Hoy voy a contar la historia de Manuel, un chico que llegó en el último curso al instituto. Era bastante frecuente que, en el centro donde trabajé, llegasen muchos alumnos en los últimos años de la enseñanza secundaria. En algunas ocasiones, por motivos evidentes: habían estado en otros centros concertados hasta un nivel determinado y acudían al nuestro para finalizar de manera gratuita. En otras ocasiones, llegaban rebotados de otros centros por diferentes razones. O, simplemente, llegaban al nuestro deseosos de un cambio de aires.

No sé cuál era el caso de Manuel porque no era su tutor, pero me lo imagino.
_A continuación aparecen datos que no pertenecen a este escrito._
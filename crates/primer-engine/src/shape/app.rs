use anyhow::Result;
use winit::dpi::PhysicalSize;

use crate::coords::Viewport;
use crate::core::{App, AppControl, FrameCtx, StartCtx};
use crate::frame::FrameLoop;
use crate::geometry::{GpuGeometry, Vertex};
use crate::shader::ShaderProgram;

use super::SceneConfig;

/// GPU objects owned by the app. Dropping this releases all of them.
struct SceneResources {
    program: Option<ShaderProgram>,
    geometry: GpuGeometry,
}

/// Draws one static shape every frame until the exit key or window close.
pub struct ShapeApp {
    config: SceneConfig,
    frame_loop: Option<FrameLoop>,
    resources: Option<SceneResources>,
}

impl ShapeApp {
    pub fn new(config: SceneConfig) -> Self {
        Self {
            config,
            frame_loop: None,
            resources: None,
        }
    }
}

impl App for ShapeApp {
    fn on_start(&mut self, ctx: &mut StartCtx<'_, '_>) -> Result<()> {
        let device = ctx.gpu.device();

        let built = ShaderProgram::build(
            device,
            &self.config.shading,
            &Vertex::LAYOUT,
            ctx.gpu.surface_format(),
        );
        let program = self.config.shading.failure_policy.apply(built)?;

        let geometry = GpuGeometry::upload(device, &self.config.geometry);

        // Without a program there is nothing to draw; frames are only cleared.
        let draw = program.as_ref().map(|_| geometry.draw_call());

        self.frame_loop = Some(
            FrameLoop::new(self.config.clear_color, draw, Viewport::from(ctx.gpu.size()))
                .with_exit_key(self.config.exit_key),
        );
        self.resources = Some(SceneResources { program, geometry });

        log::info!(
            "scene `{}` ready ({} vertices, {})",
            self.config.geometry.label,
            self.config.geometry.vertices.len(),
            if self.config.geometry.is_indexed() { "indexed" } else { "non-indexed" }
        );
        Ok(())
    }

    fn on_resize(&mut self, size: PhysicalSize<u32>) {
        if let Some(frame_loop) = &mut self.frame_loop {
            frame_loop.resize(Viewport::from(size));
        }
    }

    fn on_frame(&mut self, ctx: &mut FrameCtx<'_, '_>) -> AppControl {
        let (Some(frame_loop), Some(resources)) = (&mut self.frame_loop, &self.resources) else {
            return AppControl::Exit;
        };

        let Some(plan) = frame_loop.next_frame(ctx.input) else {
            return AppControl::Exit;
        };

        let control = ctx.render(&plan, |pass| {
            if let (Some(program), Some(draw)) = (&resources.program, plan.draw) {
                program.bind(pass);
                resources.geometry.bind(pass);
                draw.record(pass);
            }
        });

        if control == AppControl::Exit {
            frame_loop.request_close();
        }
        control
    }

    fn on_exit(&mut self) {
        if self.resources.take().is_some() {
            log::info!("released GPU resources");
        }
    }
}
Creo que era uno de esos chicos de colegio de pago que había patinado un poco con las notas y que había recalado en el instituto para ver si un cambio le ayudaba o le fortalecía. Y le vino bien, porque Manuel, sin ser una inteligencia desbordante, fue resolviendo sus cuestiones académicas de forma más que solvente en las dos materias que impartí yo ese año en su curso, Literatura del siglo XX e Historia de la Filosofía.

Como ya ha aparecido muchas veces aquí, es inevitable recordar su sonrisa. Bueno, más que su sonrisa, su carcajada, una risa desbordante y contagiosa en una cara muy agradable y simpática. Porque Manuel era un chico educado, sociable y encantador.

Un día estaba yo a la hora del café en un bar próximo y, como solía ocurrir con cierta frecuencia, me senté con alguno de los grupos de alumnos mayores que estaban por allí. Ahora que no nos escucha nadie, pasaba muy buenos ratos en esos momentos de charla distendida y ajena a todo lo académico. Allí estaba Manuel. Hablaba de una de sus aficiones deportivas (practicaba el taekwondo) y, en un momento, dentro de esa conversación normal y entre risas, soltó algo que a él le pareció totalmente normal y que al resto nos puso la carne de gallina. Comentaba que le daba vergüenza que le viesen las rodillas en el gimnasio o en las piscinas, que las tenía demasiado oscuras. Nunca he llegado a calibrar las tonalidades de las rodillas en contraste con otros lugares del cuerpo, pero me imagino que nunca sería tan grave como para ser causa de esa preocupación, que llegaba, según él, al trauma. Pero, como he adelantado en el título de la entrada, lo más preocupante no era el síntoma, sino el «tratamiento» que le daba a su «problema»: para quitar ese oscurecimiento, Manuel se lijaba las rodillas. El remedio, era mucho peor que la enfermedad, porque ese aclarado blanquecino inicial acababa en enrojecimiento y, con el tiempo, derivó en herida permanente. Pero, según me enteré algún día por motivos que no venían a cuento, Manuel prefería unas rodillas heridas, incluso vendadas, que unas rodillas sanas pero oscuras.

En ese momento en el bar, me vinieron mil interrogantes sobre los laberintos en los que nos perdemos los seres humanos. Cuando él se marchó, todos permanecimos un rato sentados. La situación era incómoda. Yo quería hablar, pero me había quedado sin palabras. Lo peor vino después. Sus compañeros no sabían todo el asunto de las rodillas, pero conocían manías mucho más preocupantes de Manuel. Al parecer, el chico tenía la costumbre de estar sentado en la mesa del bar con los amigos, con los compañeros y orinar debajo de la mesa. Con ellos ya lo había hecho varias veces. No se le escapa, sino que era un acto deliberado: se bajaba la bragueta y dejaba desparramar el líquido. Luego, con esa carcajada contagiosa de la que he hablado al principio, Pero no era una travesura ni una gamberrada que hiciese en silencio. Manuel les hacía partícipes de ese acto que le provocaba una risa intensa y desbordada como el orín que corría ya por el suelo.

Y creo que todos nos preguntamos ahora (yo lo sigo haciendo) qué le ocurría a Manuel. Yo aún no he encontrado la respuesta.

Esta entrada pertenece a la serie Historias de alumnos. Para salvaguardar las identidades, los nombres no son los reales y puede que se cambien algunas circunstancias contextuales, si ello es necesario para no revelar el secreto profesional. También es conveniente recordar que, como puede suponerse, las historias se cuentan aquí de una manera resumida y que, en la vida real, tuvieron muchos más matices. Imagen de Cobeete.